*** Opening of Material provided ***

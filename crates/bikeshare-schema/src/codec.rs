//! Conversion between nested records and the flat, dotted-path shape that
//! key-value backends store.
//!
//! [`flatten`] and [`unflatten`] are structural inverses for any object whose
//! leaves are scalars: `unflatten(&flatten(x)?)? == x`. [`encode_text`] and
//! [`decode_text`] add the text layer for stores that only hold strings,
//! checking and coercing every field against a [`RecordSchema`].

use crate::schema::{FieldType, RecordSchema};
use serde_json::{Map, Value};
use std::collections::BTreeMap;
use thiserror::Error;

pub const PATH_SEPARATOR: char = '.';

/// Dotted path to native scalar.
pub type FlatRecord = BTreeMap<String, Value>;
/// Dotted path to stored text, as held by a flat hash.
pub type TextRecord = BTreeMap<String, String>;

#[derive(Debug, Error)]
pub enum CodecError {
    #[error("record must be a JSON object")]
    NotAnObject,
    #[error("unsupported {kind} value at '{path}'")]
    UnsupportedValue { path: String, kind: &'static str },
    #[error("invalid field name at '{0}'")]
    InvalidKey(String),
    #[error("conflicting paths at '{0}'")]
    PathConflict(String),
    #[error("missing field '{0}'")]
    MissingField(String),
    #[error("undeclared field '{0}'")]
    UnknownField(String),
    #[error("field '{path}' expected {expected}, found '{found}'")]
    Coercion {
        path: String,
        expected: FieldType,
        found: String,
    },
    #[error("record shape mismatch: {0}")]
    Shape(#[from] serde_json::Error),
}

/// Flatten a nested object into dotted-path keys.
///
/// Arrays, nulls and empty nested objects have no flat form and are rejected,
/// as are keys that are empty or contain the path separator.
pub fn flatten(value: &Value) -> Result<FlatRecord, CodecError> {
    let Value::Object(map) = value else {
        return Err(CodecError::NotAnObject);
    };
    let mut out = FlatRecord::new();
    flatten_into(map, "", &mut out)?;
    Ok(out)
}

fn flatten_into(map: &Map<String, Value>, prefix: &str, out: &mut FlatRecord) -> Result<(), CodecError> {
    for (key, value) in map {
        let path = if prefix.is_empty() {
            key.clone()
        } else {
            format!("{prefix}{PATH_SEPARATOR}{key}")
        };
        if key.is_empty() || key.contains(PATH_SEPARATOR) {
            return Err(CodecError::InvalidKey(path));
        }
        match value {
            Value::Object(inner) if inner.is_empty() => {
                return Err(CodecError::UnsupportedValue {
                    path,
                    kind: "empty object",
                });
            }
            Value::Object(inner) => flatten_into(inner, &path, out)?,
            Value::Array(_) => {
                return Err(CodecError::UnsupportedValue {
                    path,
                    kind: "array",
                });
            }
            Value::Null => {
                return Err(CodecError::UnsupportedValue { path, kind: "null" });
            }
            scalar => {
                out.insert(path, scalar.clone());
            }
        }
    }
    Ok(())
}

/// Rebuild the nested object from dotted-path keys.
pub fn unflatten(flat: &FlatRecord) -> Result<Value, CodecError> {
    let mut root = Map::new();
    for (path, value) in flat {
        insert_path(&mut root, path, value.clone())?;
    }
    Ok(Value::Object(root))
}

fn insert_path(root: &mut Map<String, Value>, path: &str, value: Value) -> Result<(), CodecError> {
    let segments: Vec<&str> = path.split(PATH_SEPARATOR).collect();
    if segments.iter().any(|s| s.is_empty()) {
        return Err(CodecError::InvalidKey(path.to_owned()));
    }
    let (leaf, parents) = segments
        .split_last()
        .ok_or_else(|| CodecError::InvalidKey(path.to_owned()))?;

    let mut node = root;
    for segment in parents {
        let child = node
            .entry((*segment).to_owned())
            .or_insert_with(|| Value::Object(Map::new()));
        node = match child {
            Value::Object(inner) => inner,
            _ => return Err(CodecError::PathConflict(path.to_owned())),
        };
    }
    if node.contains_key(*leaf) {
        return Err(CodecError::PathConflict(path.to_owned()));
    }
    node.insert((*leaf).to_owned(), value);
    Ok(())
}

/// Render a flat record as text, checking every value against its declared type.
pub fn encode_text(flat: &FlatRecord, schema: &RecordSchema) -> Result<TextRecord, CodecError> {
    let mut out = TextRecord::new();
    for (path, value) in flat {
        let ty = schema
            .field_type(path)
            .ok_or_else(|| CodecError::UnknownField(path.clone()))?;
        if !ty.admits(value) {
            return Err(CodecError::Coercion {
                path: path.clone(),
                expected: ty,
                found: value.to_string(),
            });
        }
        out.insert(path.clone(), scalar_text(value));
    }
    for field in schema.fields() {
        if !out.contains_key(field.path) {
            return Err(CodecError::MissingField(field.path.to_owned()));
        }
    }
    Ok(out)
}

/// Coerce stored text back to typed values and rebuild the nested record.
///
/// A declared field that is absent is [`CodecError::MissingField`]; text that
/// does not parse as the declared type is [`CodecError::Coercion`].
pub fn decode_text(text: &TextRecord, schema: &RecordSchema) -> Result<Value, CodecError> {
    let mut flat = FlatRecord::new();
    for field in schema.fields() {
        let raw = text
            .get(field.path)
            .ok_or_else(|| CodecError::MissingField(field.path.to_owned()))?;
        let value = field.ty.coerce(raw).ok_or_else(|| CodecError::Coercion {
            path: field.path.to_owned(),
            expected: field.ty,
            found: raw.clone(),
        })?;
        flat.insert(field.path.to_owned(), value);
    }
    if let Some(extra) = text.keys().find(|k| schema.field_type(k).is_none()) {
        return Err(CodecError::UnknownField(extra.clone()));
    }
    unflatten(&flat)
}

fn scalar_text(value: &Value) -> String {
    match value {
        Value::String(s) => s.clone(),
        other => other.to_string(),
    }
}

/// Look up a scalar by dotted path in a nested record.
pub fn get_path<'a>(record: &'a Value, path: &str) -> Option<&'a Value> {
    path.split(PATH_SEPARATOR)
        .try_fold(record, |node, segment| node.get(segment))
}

*** Close of Material provided ***
*** Opening of Material provided ***

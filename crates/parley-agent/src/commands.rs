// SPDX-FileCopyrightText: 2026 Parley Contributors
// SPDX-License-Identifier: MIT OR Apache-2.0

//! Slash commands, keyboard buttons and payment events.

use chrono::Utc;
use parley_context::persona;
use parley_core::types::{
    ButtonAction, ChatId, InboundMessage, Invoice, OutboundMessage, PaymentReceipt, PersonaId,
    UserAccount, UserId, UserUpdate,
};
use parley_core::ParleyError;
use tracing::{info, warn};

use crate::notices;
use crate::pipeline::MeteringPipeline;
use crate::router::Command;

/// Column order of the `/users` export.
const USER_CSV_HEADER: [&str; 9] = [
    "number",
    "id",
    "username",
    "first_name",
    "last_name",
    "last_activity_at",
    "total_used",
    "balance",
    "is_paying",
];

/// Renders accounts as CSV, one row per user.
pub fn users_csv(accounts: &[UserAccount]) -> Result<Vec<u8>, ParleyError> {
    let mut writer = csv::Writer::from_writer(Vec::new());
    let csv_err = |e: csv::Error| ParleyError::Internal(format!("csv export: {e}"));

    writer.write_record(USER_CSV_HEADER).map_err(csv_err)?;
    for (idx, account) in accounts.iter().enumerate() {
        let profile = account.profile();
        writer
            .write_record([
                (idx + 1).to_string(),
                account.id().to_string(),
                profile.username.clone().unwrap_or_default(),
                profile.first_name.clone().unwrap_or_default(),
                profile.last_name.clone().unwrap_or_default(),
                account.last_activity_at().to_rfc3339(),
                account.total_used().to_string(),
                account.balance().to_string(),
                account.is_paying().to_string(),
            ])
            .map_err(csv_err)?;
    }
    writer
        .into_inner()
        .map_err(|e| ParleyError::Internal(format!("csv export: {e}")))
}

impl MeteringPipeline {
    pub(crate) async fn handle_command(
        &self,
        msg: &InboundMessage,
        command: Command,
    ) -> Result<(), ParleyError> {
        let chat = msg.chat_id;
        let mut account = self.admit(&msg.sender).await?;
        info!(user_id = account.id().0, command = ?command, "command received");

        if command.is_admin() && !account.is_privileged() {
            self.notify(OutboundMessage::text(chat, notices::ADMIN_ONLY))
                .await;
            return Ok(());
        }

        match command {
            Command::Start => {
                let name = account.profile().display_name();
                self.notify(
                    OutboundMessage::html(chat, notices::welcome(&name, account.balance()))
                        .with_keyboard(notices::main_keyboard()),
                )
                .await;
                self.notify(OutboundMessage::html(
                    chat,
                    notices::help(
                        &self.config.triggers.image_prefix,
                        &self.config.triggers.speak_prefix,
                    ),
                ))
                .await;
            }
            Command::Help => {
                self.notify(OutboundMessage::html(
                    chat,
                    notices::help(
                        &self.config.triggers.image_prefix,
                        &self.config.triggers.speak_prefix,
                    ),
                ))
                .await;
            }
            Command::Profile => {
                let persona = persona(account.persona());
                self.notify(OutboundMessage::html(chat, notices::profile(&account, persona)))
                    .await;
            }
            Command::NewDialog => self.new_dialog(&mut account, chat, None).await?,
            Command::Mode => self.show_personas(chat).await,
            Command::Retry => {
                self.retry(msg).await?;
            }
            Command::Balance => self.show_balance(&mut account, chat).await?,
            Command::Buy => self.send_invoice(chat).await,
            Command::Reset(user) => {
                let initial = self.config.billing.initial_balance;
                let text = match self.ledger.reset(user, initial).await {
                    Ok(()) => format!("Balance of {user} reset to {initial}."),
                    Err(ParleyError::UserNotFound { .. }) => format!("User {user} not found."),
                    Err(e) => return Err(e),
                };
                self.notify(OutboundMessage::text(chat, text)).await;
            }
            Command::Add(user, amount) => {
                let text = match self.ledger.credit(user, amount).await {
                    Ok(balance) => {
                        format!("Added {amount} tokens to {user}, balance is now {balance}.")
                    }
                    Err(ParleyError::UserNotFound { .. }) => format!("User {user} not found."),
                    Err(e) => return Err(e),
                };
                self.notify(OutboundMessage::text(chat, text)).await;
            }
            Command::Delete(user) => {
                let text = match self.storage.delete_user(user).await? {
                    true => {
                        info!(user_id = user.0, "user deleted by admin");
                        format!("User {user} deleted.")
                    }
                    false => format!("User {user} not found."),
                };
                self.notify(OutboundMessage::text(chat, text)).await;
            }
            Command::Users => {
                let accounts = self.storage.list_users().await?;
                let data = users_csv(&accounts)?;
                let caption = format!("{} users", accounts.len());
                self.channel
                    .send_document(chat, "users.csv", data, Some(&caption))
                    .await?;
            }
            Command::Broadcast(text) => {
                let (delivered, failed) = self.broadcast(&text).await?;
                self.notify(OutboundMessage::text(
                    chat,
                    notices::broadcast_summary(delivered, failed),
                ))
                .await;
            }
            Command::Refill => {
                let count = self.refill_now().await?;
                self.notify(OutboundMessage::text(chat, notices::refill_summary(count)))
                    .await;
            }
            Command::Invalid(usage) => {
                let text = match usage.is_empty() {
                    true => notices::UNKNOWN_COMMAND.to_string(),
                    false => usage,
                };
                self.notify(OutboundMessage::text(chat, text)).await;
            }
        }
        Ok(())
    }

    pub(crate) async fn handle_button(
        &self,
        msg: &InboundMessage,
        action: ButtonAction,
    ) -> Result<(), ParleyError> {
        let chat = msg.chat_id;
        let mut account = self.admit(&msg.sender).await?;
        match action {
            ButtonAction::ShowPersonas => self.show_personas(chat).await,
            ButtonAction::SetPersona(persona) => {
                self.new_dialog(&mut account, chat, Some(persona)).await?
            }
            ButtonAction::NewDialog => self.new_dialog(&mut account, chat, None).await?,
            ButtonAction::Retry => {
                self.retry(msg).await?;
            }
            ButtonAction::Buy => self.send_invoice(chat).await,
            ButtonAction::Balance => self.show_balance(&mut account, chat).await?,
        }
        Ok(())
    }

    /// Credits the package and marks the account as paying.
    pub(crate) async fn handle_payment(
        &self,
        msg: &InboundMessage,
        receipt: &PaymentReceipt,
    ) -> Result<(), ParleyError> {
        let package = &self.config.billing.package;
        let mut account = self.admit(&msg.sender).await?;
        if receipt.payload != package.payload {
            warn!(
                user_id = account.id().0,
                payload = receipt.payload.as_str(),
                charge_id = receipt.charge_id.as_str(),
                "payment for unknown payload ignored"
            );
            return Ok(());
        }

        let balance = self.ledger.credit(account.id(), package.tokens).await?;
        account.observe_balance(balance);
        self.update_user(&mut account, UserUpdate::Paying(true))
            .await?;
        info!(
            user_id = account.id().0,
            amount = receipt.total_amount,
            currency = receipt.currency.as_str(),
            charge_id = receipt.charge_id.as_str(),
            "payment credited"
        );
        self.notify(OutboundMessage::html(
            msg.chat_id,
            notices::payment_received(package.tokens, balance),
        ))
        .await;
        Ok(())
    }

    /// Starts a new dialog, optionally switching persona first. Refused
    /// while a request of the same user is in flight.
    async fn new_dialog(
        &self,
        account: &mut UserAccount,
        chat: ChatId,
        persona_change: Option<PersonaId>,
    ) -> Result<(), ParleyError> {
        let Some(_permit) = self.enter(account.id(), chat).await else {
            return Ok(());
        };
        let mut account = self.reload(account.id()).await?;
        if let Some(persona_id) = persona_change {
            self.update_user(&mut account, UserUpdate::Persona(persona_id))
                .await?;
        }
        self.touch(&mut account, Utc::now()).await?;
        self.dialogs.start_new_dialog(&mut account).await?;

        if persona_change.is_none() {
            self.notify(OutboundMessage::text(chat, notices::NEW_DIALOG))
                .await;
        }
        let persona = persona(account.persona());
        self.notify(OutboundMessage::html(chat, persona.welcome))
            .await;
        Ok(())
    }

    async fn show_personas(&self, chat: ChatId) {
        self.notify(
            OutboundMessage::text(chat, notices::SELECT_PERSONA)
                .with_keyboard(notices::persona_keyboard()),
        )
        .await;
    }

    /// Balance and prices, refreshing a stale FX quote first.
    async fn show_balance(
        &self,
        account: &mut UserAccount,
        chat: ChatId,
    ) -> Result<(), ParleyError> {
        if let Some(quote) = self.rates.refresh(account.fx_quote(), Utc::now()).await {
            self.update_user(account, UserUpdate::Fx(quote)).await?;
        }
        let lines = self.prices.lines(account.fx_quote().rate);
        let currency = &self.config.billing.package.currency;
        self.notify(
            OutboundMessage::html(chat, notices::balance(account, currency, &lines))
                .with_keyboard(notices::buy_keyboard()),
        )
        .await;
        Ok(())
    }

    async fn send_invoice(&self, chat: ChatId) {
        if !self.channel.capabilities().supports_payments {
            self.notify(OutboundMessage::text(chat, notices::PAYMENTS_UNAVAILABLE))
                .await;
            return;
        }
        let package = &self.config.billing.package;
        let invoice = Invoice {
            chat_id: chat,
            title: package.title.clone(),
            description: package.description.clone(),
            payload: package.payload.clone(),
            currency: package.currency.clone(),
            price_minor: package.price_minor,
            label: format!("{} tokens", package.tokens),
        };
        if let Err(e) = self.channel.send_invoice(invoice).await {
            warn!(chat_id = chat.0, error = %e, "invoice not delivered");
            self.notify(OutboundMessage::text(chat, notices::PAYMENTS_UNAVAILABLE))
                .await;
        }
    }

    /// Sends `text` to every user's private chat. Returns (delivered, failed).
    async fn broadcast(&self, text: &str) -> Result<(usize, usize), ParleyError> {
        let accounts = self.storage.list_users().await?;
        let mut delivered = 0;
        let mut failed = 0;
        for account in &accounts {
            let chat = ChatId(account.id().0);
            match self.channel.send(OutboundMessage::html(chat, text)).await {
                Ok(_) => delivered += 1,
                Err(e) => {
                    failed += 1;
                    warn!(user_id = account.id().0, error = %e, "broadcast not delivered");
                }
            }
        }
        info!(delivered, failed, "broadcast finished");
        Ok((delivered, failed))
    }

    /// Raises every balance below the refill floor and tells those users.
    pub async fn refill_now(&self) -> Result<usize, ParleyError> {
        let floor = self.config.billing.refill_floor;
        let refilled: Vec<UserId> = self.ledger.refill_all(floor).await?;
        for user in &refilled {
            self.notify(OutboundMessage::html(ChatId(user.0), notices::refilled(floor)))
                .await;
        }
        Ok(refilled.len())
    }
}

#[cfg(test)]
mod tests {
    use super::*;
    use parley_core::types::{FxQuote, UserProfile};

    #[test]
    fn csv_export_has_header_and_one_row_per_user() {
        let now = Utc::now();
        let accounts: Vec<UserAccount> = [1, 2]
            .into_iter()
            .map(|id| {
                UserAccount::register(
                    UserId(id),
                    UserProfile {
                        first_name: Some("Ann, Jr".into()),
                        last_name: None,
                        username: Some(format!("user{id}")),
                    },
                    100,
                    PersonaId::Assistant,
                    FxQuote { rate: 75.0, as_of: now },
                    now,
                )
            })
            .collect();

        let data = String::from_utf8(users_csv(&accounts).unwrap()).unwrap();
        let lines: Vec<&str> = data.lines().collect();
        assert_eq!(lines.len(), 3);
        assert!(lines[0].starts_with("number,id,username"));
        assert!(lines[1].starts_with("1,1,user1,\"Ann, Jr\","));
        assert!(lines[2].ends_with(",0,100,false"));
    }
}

*** Close of Material provided ***

* Exercise directions
Beginning at the line above with "pub enum CodecError" and finishing at the line with "for (key, value)", return each line exactly and return nothing else.

* Output
pub enum CodecError {
    #[error("record must be a JSON object")]
    NotAnObject,
    #[error("unsupported {kind} value at '{path}'")]
    UnsupportedValue { path: String, kind: &'static str },
    #[error("invalid field name at '{0}'")]
    InvalidKey(String),
    #[error("conflicting paths at '{0}'")]
    PathConflict(String),
    #[error("missing field '{0}'")]
    MissingField(String),
    #[error("undeclared field '{0}'")]
    UnknownField(String),
    #[error("field '{path}' expected {expected}, found '{found}'")]
    Coercion {
        path: String,
        expected: FieldType,
        found: String,
    },
    #[error("record shape mismatch: {0}")]
    Shape(#[from] serde_json::Error),
}

/// Flatten a nested object into dotted-path keys.
///
/// Arrays, nulls and empty nested objects have no flat form and are rejected,
/// as are keys that are empty or contain the path separator.
pub fn flatten(value: &Value) -> Result<FlatRecord, CodecError> {
    let Value::Object(map) = value else {
        return Err(CodecError::NotAnObject);
    };
    let mut out = FlatRecord::new();
    flatten_into(map, "", &mut out)?;
    Ok(out)
}

fn flatten_into(map: &Map<String, Value>, prefix: &str, out: &mut FlatRecord) -> Result<(), CodecError> {
    for (key, value) in map {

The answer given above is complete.